*** Opening of Excerpted records ***

use std::path::{Path, PathBuf};

use crate::error::ConfigError;

pub const DEFAULT_DIST_DIR: &str = "../frontend/dist";

#[derive(Debug, Clone, PartialEq, Eq)]
pub struct ServerConfig {
    pub dist_dir: PathBuf,
    pub port: u16,
    pub environment: String,
}

impl ServerConfig {
    /// Reads `SITE_DIST_DIR`, `ENVIRONMENT` and `PORT` from the process
    /// environment. Call `dotenvy::dotenv()` first to pick up a `.env` file.
    pub fn from_env() -> Result<Self, ConfigError> {
        Self::from_lookup(|key| std::env::var(key).ok())
    }

    pub fn from_lookup<F>(lookup: F) -> Result<Self, ConfigError>
    where
        F: Fn(&str) -> Option<String>,
    {
        let environment = lookup("ENVIRONMENT").unwrap_or_else(|| "development".to_string());
        let port = match lookup("PORT") {
            Some(value) => value
                .trim()
                .parse::<u16>()
                .map_err(|source| ConfigError::InvalidPort { value, source })?,
            None => default_port(&environment),
        };
        let dist_dir = lookup("SITE_DIST_DIR")
            .map(PathBuf::from)
            .unwrap_or_else(|| PathBuf::from(DEFAULT_DIST_DIR));

        Ok(Self {
            dist_dir,
            port,
            environment,
        })
    }

    pub fn index_file(&self) -> PathBuf {
        self.dist_dir.join("index.html")
    }

    /// Fails when the site bundle is not where the config points.
    pub fn validate(&self) -> Result<(), ConfigError> {
        if !self.dist_dir.is_dir() {
            return Err(ConfigError::MissingDistDir(self.dist_dir.clone()));
        }
        let index = self.index_file();
        if !index.is_file() {
            return Err(ConfigError::MissingIndex(index));
        }
        Ok(())
    }

    pub fn with_dist_dir(mut self, dist_dir: impl AsRef<Path>) -> Self {
        self.dist_dir = dist_dir.as_ref().to_path_buf();
        self
    }
}

fn default_port(environment: &str) -> u16 {
    match environment {
        "staging" => 3100,
        _ => 3000,
    }
}

#[cfg(test)]
mod tests {
    use super::*;
    use std::collections::HashMap;

    fn lookup(vars: &[(&str, &str)]) -> impl Fn(&str) -> Option<String> {
        let vars: HashMap<String, String> = vars
            .iter()
            .map(|(k, v)| (k.to_string(), v.to_string()))
            .collect();
        move |key| vars.get(key).cloned()
    }

    #[test]
    fn defaults_without_environment() {
        let config = ServerConfig::from_lookup(lookup(&[])).unwrap();
        assert_eq!(config.port, 3000);
        assert_eq!(config.environment, "development");
        assert_eq!(config.dist_dir, PathBuf::from(DEFAULT_DIST_DIR));
    }

    #[test]
    fn staging_uses_its_own_port() {
        let config = ServerConfig::from_lookup(lookup(&[("ENVIRONMENT", "staging")])).unwrap();
        assert_eq!(config.port, 3100);
    }

    #[test]
    fn explicit_port_wins() {
        let config = ServerConfig::from_lookup(lookup(&[
            ("ENVIRONMENT", "staging"),
            ("PORT", "8080"),
            ("SITE_DIST_DIR", "/srv/site"),
        ]))
        .unwrap();
        assert_eq!(config.port, 8080);
        assert_eq!(config.index_file(), PathBuf::from("/srv/site/index.html"));
    }

    #[test]
    fn bad_port_is_rejected() {
        let err = ServerConfig::from_lookup(lookup(&[("PORT", "eighty")])).unwrap_err();
        assert!(matches!(err, ConfigError::InvalidPort { ref value, .. } if value == "eighty"));
    }

    #[test]
    fn validate_requires_index() {
        let dir = tempfile::tempdir().unwrap();
        let config = ServerConfig::from_lookup(lookup(&[])).unwrap().with_dist_dir(dir.path());
        assert!(matches!(config.validate(), Err(ConfigError::MissingIndex(_))));

        std::fs::write(dir.path().join("index.html"), "<html></html>").unwrap();
        assert!(config.validate().is_ok());

        let gone = config.with_dist_dir(dir.path().join("missing"));
        assert!(matches!(gone.validate(), Err(ConfigError::MissingDistDir(_))));
    }
}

*** Close of Excerpted records ***

Activity ::
Return all of the data word for word.

Response to this exercise ::
use std::path::{Path, PathBuf};

use crate::error::ConfigError;

pub const DEFAULT_DIST_DIR: &str = "../frontend/dist";

#[derive(Debug, Clone, PartialEq, Eq)]
pub struct ServerConfig {
    pub dist_dir: PathBuf,
    pub port: u16,
    pub environment: String,
}

impl ServerConfig {
    /// Reads `SITE_DIST_DIR`, `ENVIRONMENT` and `PORT` from the process
    /// environment. Call `dotenvy::dotenv()` first to pick up a `.env` file.
    pub fn from_env() -> Result<Self, ConfigError> {
        Self::from_lookup(|key| std::env::var(key).ok())
    }

    pub fn from_lookup<F>(lookup: F) -> Result<Self, ConfigError>
    where
        F: Fn(&str) -> Option<String>,
    {
        let environment = lookup("ENVIRONMENT").unwrap_or_else(|| "development".to_string());
        let port = match lookup("PORT") {
            Some(value) => value
                .trim()
                .parse::<u16>()
                .map_err(|source| ConfigError::InvalidPort { value, source })?,
            None => default_port(&environment),
        };
        let dist_dir = lookup("SITE_DIST_DIR")
            .map(PathBuf::from)
            .unwrap_or_else(|| PathBuf::from(DEFAULT_DIST_DIR));

        Ok(Self {
            dist_dir,
            port,
            environment,
        })
    }

    pub fn index_file(&self) -> PathBuf {
        self.dist_dir.join("index.html")
    }

    /// Fails when the site bundle is not where the config points.
    pub fn validate(&self) -> Result<(), ConfigError> {
        if !self.dist_dir.is_dir() {
            return Err(ConfigError::MissingDistDir(self.dist_dir.clone()));
        }
        let index = self.index_file();
        if !index.is_file() {
            return Err(ConfigError::MissingIndex(index));
        }
        Ok(())
    }

    pub fn with_dist_dir(mut self, dist_dir: impl AsRef<Path>) -> Self {
        self.dist_dir = dist_dir.as_ref().to_path_buf();
        self
    }
}

fn default_port(environment: &str) -> u16 {
    match environment {
        "staging" => 3100,
        _ => 3000,
    }
}

#[cfg(test)]
mod tests {
    use super::*;
    use std::collections::HashMap;

    fn lookup(vars: &[(&str, &str)]) -> impl Fn(&str) -> Option<String> {
        let vars: HashMap<String, String> = vars
            .iter()
            .map(|(k, v)| (k.to_string(), v.to_string()))
            .collect();
        move |key| vars.get(key).cloned()
    }

    #[test]
    fn defaults_without_environment() {
        let config = ServerConfig::from_lookup(lookup(&[])).unwrap();
        assert_eq!(config.port, 3000);
        assert_eq!(config.environment, "development");
        assert_eq!(config.dist_dir, PathBuf::from(DEFAULT_DIST_DIR));
    }

    #[test]
    fn staging_uses_its_own_port() {
        let config = ServerConfig::from_lookup(lookup(&[("ENVIRONMENT", "staging")])).unwrap();
        assert_eq!(config.port, 3100);
    }

    #[test]
    fn explicit_port_wins() {
        let config = ServerConfig::from_lookup(lookup(&[
            ("ENVIRONMENT", "staging"),
            ("PORT", "8080"),
            ("SITE_DIST_DIR", "/srv/site"),
        ]))
        .unwrap();
        assert_eq!(config.port, 8080);
        assert_eq!(config.index_file(), PathBuf::from("/srv/site/index.html"));
    }

    #[test]
    fn bad_port_is_rejected() {
        let err = ServerConfig::from_lookup(lookup(&[("PORT", "eighty")])).unwrap_err();
        assert!(matches!(err, ConfigError::InvalidPort { ref value, .. } if value == "eighty"));
    }

    #[test]
    fn validate_requires_index() {
        let dir = tempfile::tempdir().unwrap();
        let config = ServerConfig::from_lookup(lookup(&[])).unwrap().with_dist_dir(dir.path());
        assert!(matches!(config.validate(), Err(ConfigError::MissingIndex(_))));

        std::fs::write(dir.path().join("index.html"), "<html></html>").unwrap();
        assert!(config.validate().is_ok());

        let gone = config.with_dist_dir(dir.path().join("missing"));
        assert!(matches!(gone.validate(), Err(ConfigError::MissingDistDir(_))));
    }
}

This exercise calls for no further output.